What you are asked to do: Return every line from the records below that has the word "chrono".

Data to examine:
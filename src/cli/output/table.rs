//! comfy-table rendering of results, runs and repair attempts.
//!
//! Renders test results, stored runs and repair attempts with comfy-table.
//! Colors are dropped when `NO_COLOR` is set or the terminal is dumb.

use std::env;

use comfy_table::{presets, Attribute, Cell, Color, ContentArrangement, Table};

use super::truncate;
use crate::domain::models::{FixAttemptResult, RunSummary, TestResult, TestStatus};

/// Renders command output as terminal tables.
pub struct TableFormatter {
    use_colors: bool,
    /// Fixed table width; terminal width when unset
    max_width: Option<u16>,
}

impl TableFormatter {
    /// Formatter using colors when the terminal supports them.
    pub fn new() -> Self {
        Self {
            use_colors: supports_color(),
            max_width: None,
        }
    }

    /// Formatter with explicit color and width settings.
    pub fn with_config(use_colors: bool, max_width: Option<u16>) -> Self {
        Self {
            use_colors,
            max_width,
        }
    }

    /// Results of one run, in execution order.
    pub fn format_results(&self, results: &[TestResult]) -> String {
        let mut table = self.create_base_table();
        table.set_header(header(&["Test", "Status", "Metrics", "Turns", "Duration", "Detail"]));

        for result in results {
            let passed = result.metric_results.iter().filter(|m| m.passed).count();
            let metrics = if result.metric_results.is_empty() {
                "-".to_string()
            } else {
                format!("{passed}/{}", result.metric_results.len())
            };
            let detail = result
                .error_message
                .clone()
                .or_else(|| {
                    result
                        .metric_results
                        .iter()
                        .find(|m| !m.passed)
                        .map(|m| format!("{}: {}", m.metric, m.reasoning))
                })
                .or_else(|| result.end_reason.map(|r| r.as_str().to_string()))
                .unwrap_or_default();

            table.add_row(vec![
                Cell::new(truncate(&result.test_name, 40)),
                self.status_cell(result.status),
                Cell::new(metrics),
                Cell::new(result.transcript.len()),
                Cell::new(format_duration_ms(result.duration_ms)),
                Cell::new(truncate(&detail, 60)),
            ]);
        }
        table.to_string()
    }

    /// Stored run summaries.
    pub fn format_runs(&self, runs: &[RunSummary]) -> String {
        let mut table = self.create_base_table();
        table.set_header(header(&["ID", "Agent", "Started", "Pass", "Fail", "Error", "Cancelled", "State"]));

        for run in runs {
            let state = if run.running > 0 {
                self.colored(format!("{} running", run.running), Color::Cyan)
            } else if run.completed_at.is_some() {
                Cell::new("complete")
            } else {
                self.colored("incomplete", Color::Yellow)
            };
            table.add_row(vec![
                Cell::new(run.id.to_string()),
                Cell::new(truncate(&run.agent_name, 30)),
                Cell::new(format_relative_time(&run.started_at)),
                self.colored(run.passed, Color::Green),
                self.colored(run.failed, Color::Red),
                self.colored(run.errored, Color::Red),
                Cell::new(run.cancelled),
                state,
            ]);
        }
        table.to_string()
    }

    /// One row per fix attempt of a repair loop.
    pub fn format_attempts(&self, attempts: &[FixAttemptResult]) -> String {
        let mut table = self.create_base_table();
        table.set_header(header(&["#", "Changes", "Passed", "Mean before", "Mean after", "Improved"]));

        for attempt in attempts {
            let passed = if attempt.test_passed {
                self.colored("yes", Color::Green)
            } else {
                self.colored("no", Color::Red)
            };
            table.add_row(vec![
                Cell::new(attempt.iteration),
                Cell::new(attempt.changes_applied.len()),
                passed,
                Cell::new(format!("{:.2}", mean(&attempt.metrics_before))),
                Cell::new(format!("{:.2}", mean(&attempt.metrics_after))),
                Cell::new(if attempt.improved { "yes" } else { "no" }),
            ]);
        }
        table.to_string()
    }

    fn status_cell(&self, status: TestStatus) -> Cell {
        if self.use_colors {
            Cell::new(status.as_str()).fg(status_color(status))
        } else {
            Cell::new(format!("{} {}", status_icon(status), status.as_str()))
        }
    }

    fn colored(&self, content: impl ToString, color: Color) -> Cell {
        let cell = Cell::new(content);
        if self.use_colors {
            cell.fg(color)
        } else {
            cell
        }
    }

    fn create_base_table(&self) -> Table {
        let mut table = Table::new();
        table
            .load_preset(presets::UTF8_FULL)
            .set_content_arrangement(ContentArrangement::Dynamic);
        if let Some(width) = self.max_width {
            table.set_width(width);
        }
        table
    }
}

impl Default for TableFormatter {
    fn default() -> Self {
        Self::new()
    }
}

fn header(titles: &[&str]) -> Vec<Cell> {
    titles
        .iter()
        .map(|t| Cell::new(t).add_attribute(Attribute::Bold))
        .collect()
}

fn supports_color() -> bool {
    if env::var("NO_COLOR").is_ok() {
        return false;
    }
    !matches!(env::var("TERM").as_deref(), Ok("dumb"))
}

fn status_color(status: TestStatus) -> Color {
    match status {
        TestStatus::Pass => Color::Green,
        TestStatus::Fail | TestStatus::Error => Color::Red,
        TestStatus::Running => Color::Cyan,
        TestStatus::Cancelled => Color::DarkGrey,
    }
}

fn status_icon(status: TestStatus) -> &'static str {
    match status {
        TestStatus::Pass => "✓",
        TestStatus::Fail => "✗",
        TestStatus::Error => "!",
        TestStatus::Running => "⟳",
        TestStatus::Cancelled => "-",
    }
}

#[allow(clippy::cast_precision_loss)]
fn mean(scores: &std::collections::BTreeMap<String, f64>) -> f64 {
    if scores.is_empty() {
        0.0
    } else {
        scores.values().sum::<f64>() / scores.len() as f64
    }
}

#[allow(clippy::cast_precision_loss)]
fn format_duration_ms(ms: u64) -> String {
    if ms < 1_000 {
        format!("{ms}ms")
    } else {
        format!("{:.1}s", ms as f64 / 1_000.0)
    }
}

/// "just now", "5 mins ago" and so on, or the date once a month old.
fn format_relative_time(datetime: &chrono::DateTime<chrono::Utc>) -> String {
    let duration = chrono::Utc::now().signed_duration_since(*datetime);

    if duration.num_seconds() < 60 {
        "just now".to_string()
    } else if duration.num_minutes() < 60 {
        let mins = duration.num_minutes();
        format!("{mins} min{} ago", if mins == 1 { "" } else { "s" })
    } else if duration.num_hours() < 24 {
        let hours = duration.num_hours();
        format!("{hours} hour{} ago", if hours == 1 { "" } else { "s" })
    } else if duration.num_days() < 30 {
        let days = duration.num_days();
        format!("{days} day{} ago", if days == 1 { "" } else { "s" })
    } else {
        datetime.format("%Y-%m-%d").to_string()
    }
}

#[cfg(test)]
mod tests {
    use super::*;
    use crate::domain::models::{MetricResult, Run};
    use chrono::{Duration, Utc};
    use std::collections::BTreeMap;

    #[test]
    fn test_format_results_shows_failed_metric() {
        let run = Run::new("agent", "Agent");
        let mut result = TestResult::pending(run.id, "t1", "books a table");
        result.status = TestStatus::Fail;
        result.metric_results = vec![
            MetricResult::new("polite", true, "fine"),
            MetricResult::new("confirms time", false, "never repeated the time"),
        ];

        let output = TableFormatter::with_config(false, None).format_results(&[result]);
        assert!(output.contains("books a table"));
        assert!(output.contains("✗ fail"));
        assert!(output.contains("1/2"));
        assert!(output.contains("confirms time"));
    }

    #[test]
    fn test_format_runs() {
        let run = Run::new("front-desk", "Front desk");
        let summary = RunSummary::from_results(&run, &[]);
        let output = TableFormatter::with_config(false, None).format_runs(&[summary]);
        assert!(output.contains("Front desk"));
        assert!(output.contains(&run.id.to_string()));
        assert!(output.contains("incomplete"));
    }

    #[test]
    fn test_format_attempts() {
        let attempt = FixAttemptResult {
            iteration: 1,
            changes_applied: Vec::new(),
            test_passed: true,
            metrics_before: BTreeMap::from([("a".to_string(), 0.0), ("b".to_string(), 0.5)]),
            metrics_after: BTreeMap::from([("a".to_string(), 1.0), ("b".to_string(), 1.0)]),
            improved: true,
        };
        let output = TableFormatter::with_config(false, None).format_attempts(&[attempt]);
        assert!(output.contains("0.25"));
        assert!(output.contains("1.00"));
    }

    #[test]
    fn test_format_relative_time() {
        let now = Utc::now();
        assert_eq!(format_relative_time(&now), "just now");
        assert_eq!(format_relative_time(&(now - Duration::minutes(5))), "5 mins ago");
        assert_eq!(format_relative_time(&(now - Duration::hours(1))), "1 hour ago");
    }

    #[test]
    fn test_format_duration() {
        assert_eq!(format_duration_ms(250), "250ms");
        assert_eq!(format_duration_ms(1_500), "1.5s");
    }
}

Your solution:
fn format_relative_time(datetime: &chrono::DateTime<chrono::Utc>) -> String {
    let duration = chrono::Utc::now().signed_duration_since(*datetime);
    use chrono::{Duration, Utc};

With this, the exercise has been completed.